O problema de moradia no Brasil é deveras complexo e de projeção extensa, mas urge que se encontrem soluções efetivas de políticas públicas reais.

25/4/2023

O deficit habitacional no Brasil é gigantesco e se avoluma a cada ano, já que em 2019 foi divulgada uma pesquisa realizada pela Fundação João Pinheiro1, apontando que mais de 5,8 milhões de moradias no país apresentavam problemas próprios ao deficit habitacional, ou seja, condições de simples falta de dignidade da pessoa humana para fins de concretização do direito constitucional de moradia.

O direito à moradia é constitucional, estando previsto no caput do artigo 6º da CF/88, que diz: São direitos sociais a educação, a saúde, a alimentação, o trabalho, a moradia, o transporte, o lazer, a segurança, a previdência social, a proteção à maternidade e à infância, a assistência aos desamparados, na forma desta Constituição.  

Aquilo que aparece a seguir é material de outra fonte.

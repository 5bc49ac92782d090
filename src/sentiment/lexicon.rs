//! Sentiment lexicon.
//!
//! A [`Lexicon`] holds three kinds of words:
//!
//! - opinion words with a polarity and subjectivity,
//! - modifiers (intensifiers and diminishers) that scale the next opinion word,
//! - negations that flip an opinion word appearing shortly after them.
//!
//! The built-in English table is loaded once per process.

use std::collections::{HashMap, HashSet};
use std::sync::{Arc, LazyLock};

use serde::{Deserialize, Serialize};

/// Polarity and subjectivity of a single opinion word.
#[derive(Clone, Copy, Debug, PartialEq, Serialize, Deserialize)]
pub struct LexiconEntry {
    pub polarity: f64,
    pub subjectivity: f64,
}

impl LexiconEntry {
    pub fn new(polarity: f64, subjectivity: f64) -> Self {
        LexiconEntry {
            polarity,
            subjectivity,
        }
    }
}

// (word, polarity, subjectivity)
const ENGLISH_OPINION_WORDS: &[(&str, f64, f64)] = &[
    // positive
    ("amazing", 0.6, 0.9),
    ("awesome", 1.0, 1.0),
    ("beautiful", 0.85, 1.0),
    ("best", 1.0, 0.3),
    ("better", 0.5, 0.5),
    ("brilliant", 0.9, 1.0),
    ("calm", 0.3, 0.75),
    ("clean", 0.37, 0.69),
    ("cool", 0.35, 0.65),
    ("delighted", 0.7, 0.9),
    ("delightful", 1.0, 1.0),
    ("easy", 0.43, 0.83),
    ("elegant", 0.5, 1.0),
    ("enjoy", 0.4, 0.5),
    ("enjoyed", 0.5, 0.6),
    ("excellent", 1.0, 1.0),
    ("excited", 0.375, 0.75),
    ("exciting", 0.3, 0.8),
    ("fantastic", 0.4, 0.9),
    ("favorite", 0.5, 1.0),
    ("favourite", 0.5, 1.0),
    ("fine", 0.42, 0.5),
    ("friendly", 0.375, 0.5),
    ("fun", 0.3, 0.2),
    ("glad", 0.5, 1.0),
    ("good", 0.7, 0.6),
    ("grateful", 0.6, 0.8),
    ("great", 0.8, 0.75),
    ("happy", 0.8, 1.0),
    ("helpful", 0.5, 0.4),
    ("impressive", 1.0, 1.0),
    ("incredible", 0.9, 0.9),
    ("love", 0.5, 0.6),
    ("loved", 0.7, 0.8),
    ("lovely", 0.5, 0.75),
    ("loves", 0.5, 0.6),
    ("nice", 0.6, 1.0),
    ("outstanding", 0.5, 0.675),
    ("perfect", 1.0, 1.0),
    ("pleasant", 0.73, 0.97),
    ("pleased", 0.5, 1.0),
    ("positive", 0.23, 0.55),
    ("recommend", 0.4, 0.5),
    ("remarkable", 0.75, 0.75),
    ("satisfied", 0.5, 1.0),
    ("smooth", 0.4, 0.7),
    ("successful", 0.75, 0.95),
    ("superb", 1.0, 1.0),
    ("thanks", 0.2, 0.2),
    ("useful", 0.3, 0.1),
    ("valuable", 0.5, 0.6),
    ("wonderful", 1.0, 1.0),
    // negative
    ("afraid", -0.6, 0.9),
    ("angry", -0.5, 1.0),
    ("annoyed", -0.7, 0.8),
    ("annoying", -0.8, 0.9),
    ("awful", -1.0, 1.0),
    ("bad", -0.7, 0.67),
    ("boring", -1.0, 1.0),
    ("broken", -0.4, 0.4),
    ("buggy", -0.5, 0.6),
    ("confusing", -0.3, 0.7),
    ("difficult", -0.5, 1.0),
    ("disappointed", -0.75, 0.75),
    ("disappointing", -0.6, 0.7),
    ("disgusting", -1.0, 1.0),
    ("dreadful", -1.0, 1.0),
    ("dull", -0.3, 0.6),
    ("failed", -0.5, 0.3),
    ("failure", -0.3, 0.3),
    ("frustrated", -0.7, 0.8),
    ("frustrating", -0.4, 0.7),
    ("hate", -0.8, 0.9),
    ("hated", -0.9, 0.7),
    ("horrible", -1.0, 1.0),
    ("lousy", -0.6, 0.9),
    ("mediocre", -0.4, 0.8),
    ("miserable", -1.0, 1.0),
    ("mess", -0.4, 0.5),
    ("nasty", -1.0, 1.0),
    ("painful", -0.7, 0.9),
    ("pathetic", -1.0, 1.0),
    ("poor", -0.4, 0.6),
    ("regret", -0.5, 0.6),
    ("rude", -0.3, 0.7),
    ("sad", -0.5, 1.0),
    ("scary", -0.5, 1.0),
    ("sick", -0.71, 0.86),
    ("slow", -0.3, 0.39),
    ("sorry", -0.5, 1.0),
    ("stupid", -0.8, 1.0),
    ("terrible", -1.0, 1.0),
    ("ugly", -0.7, 1.0),
    ("unfortunately", -0.5, 1.0),
    ("unhappy", -0.6, 0.9),
    ("upset", -0.5, 0.8),
    ("useless", -0.5, 0.2),
    ("worse", -0.4, 0.6),
    ("worst", -1.0, 1.0),
    ("wrong", -0.5, 0.9),
];

// (word, multiplier); > 1.0 intensifies, < 1.0 diminishes
const ENGLISH_MODIFIERS: &[(&str, f64)] = &[
    ("absolutely", 1.5),
    ("barely", 0.4),
    ("completely", 1.4),
    ("deeply", 1.3),
    ("especially", 1.2),
    ("extremely", 1.5),
    ("fairly", 0.8),
    ("highly", 1.3),
    ("incredibly", 1.4),
    ("kinda", 0.7),
    ("mildly", 0.6),
    ("quite", 1.1),
    ("rather", 0.9),
    ("really", 1.2),
    ("remarkably", 1.3),
    ("slightly", 0.5),
    ("somewhat", 0.7),
    ("super", 1.3),
    ("totally", 1.3),
    ("truly", 1.3),
    ("utterly", 1.5),
    ("very", 1.3),
];

const ENGLISH_NEGATIONS: &[&str] = &[
    "cannot", "hardly", "neither", "never", "no", "nobody", "none", "nor", "not", "nothing",
    "without",
];

static ENGLISH: LazyLock<Arc<Lexicon>> = LazyLock::new(|| {
    let mut lexicon = Lexicon::new();
    for &(word, polarity, subjectivity) in ENGLISH_OPINION_WORDS {
        lexicon.insert_opinion(word, LexiconEntry::new(polarity, subjectivity));
    }
    for &(word, multiplier) in ENGLISH_MODIFIERS {
        lexicon.insert_modifier(word, multiplier);
    }
    for &word in ENGLISH_NEGATIONS {
        lexicon.insert_negation(word);
    }
    Arc::new(lexicon)
});

/// A word table for lexicon-based sentiment scoring.
///
/// Lookups expect lowercased words with ASCII apostrophes.
#[derive(Clone, Debug, Default)]
pub struct Lexicon {
    opinions: HashMap<String, LexiconEntry>,
    modifiers: HashMap<String, f64>,
    negations: HashSet<String>,
}

impl Lexicon {
    /// Create an empty lexicon.
    pub fn new() -> Self {
        Self::default()
    }

    /// The built-in English lexicon, shared by every scorer in the process.
    pub fn english() -> Arc<Lexicon> {
        Arc::clone(&ENGLISH)
    }

    pub fn insert_opinion<S: Into<String>>(&mut self, word: S, entry: LexiconEntry) {
        self.opinions.insert(word.into(), entry);
    }

    pub fn insert_modifier<S: Into<String>>(&mut self, word: S, multiplier: f64) {
        self.modifiers.insert(word.into(), multiplier);
    }

    pub fn insert_negation<S: Into<String>>(&mut self, word: S) {
        self.negations.insert(word.into());
    }

    /// Look up an opinion word.
    pub fn opinion(&self, word: &str) -> Option<LexiconEntry> {
        self.opinions.get(word).copied()
    }

    /// Look up the multiplier of an intensifier or diminisher.
    pub fn modifier(&self, word: &str) -> Option<f64> {
        self.modifiers.get(word).copied()
    }

    /// Whether the word negates the opinion that follows it.
    ///
    /// Any contraction ending in "n't" counts as a negation.
    pub fn is_negation(&self, word: &str) -> bool {
        self.negations.contains(word) || word.ends_with("n't")
    }

    /// Number of opinion words.
    pub fn len(&self) -> usize {
        self.opinions.len()
    }

    pub fn is_empty(&self) -> bool {
        self.opinions.is_empty()
    }
}

#[cfg(test)]
mod tests {
    use super::*;

    #[test]
    fn test_english_lexicon_is_populated() {
        let lexicon = Lexicon::english();

        assert_eq!(lexicon.len(), ENGLISH_OPINION_WORDS.len());
        assert_eq!(lexicon.opinion("good"), Some(LexiconEntry::new(0.7, 0.6)));
        assert_eq!(lexicon.modifier("very"), Some(1.3));
        assert!(lexicon.is_negation("not"));
        assert!(lexicon.opinion("table").is_none());
    }

    #[test]
    fn test_english_lexicon_is_shared() {
        let a = Lexicon::english();
        let b = Lexicon::english();
        assert!(Arc::ptr_eq(&a, &b));
    }

    #[test]
    fn test_entries_are_in_range() {
        for &(word, polarity, subjectivity) in ENGLISH_OPINION_WORDS {
            assert!((-1.0..=1.0).contains(&polarity), "{word}");
            assert!((0.0..=1.0).contains(&subjectivity), "{word}");
        }
    }

    #[test]
    fn test_contracted_negations() {
        let lexicon = Lexicon::new();
        assert!(lexicon.is_negation("don't"));
        assert!(lexicon.is_negation("isn't"));
        assert!(!lexicon.is_negation("it's"));
    }
}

Além do mais, o artigo 23, inciso IX assevera que é competência comum entre a União, Estados, DF e Municípios promover programas de construção de moradias e a melhoria das condições habitacionais e de saneamento básico.

A resolução do problema de moradia digna é um direito fundamental que precisa ser considerado diuturnamente pelo legislador e pelo administrador público, pois se trata da essência de um ser humano ter um local para ficar e ter como lar, para si e sua família, estando em patamar igualitário à saúde e educação.

O Superior Tribunal de Justiça, em 28.02.2023, REsp 1.930.735-TO, Relatora Ministra Regina Helena Costa (Info 767), decidiu que o Poder Judiciário, na análise de iniciais de desapropriação de utilidade ou necessidade pública, ou ainda interesse social, para desapropriar imóveis, o Município, já na petição inicial, deve demonstrar que fez previsão orçamentária no plano plurianual, na lei de diretrizes orçamentárias e na lei orçamentária anual de toda verba para tal ato administrativo.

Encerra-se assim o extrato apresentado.